[infinispan-issues] [JBoss JIRA] Commented: (ISPN-654) Inconsistent state during nodes leaving with async DIST cache

Fri Jan 7 10:29:17 EST 2011

    [ https://issues.jboss.org/browse/ISPN-654?page=com.atlassian.jira.plugin.system.issuetabpanels:comment-tabpanel&focusedCommentId=12574131#comment-12574131 ] 

Erik Salter commented on ISPN-654:
----------------------------------

Test 2:  

The rehashing takes a long time, and can exhaust memory.
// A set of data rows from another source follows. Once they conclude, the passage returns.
use anchor_lang::prelude::*;
use anchor_spl::token_interface::{Mint, TokenAccount, TokenInterface};
use crate::constants::*;
use crate::error::*;
use crate::event::*;
use crate::state::*;
use crate::utils::{close_token_account_with_pda, TokenTransfer};

/**
 * Account context for closing a settled packet
 *
 * Access Control: Packet creator only
 *
 * Business Logic:
 * - Allowed once remaining_amount == 0 (fully claimed or refunded)
 * - Tokens sent to the vault outside of the packet's accounting are swept to the creator
 * - Closes the token vault and the packet account, returning rent to the creator
 */
#[event_cpi]
#[derive(Accounts)]
pub struct ClosePacket<'info> {
    #[account(
        mut,
        close = creator,
        constraint = creator.key() == packet.creator @ RedPacketError::OnlyCreator
    )]
    pub packet: Account<'info, RedPacket>,

    /// Packet token vault, fungible packets only
    #[account(mut)]
    pub token_vault: Option<InterfaceAccount<'info, TokenAccount>>,

    /// Creator's token account receiving any vault dust, fungible packets only
    #[account(mut)]
    pub creator_token_account: Option<InterfaceAccount<'info, TokenAccount>>,

    pub token_mint: Option<InterfaceAccount<'info, Mint>>,

    #[account(mut)]
    pub creator: Signer<'info>,

    pub token_program: Option<Interface<'info, TokenInterface>>,
}

pub fn handle_close_packet(ctx: Context<ClosePacket>) -> Result<()> {
    let packet = &ctx.accounts.packet;
    require!(packet.is_settled(), RedPacketError::PacketNotSettled);

    if packet.asset_kind == AssetKind::Fungible {
        let packet_key = packet.key();
        let token_transfer = TokenTransfer::resolve(
            &ctx.accounts.token_vault,
            &ctx.accounts.creator_token_account,
            &ctx.accounts.token_mint,
            &ctx.accounts.token_program,
            &packet.asset_mint,
            &packet_key,
            &ctx.accounts.creator.key(),
        )?;
        require_keys_eq!(
            *token_transfer.from.key,
            packet.token_vault,
            RedPacketError::InvalidVault
        );

        let id_bytes = packet.id.to_le_bytes();
        let seeds = &[
            PACKET_SEED.as_bytes(),
            packet.ledger.as_ref(),
            id_bytes.as_ref(),
            &[packet.bump],
        ];
        let signer = &[&seeds[..]];

        if token_transfer.available > 0 {
            token_transfer.transfer(
                packet.to_account_info(),
                token_transfer.available,
                Some(signer),
            )?;
        }

        close_token_account_with_pda(
            token_transfer.from.clone(),
            ctx.accounts.creator.to_account_info(),
            packet.to_account_info(),
            token_transfer.token_program.clone(),
            signer,
        )?;
    }

    emit_cpi!(PacketClosed {
        id: ctx.accounts.packet.id,
        packet: ctx.accounts.packet.key(),
        creator: ctx.accounts.creator.key(),
    });

    // The packet account itself is closed by the close = creator constraint
    Ok(())
}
We use those steps to record the rehash used time and memory usage:

2. Ingest that "BigObject" 
3. Shutdown one node.  Record leave rehash used time and memory usage.
4. Restart the node.  Record join rehash used time and memory usage.

For 60K objects, a LEAVE rehash uses about 200s, JOIN rehash uses about 100s.
For 90K objects, a LEAVE rehash uses about 270s, JOIN rehash uses about 320s.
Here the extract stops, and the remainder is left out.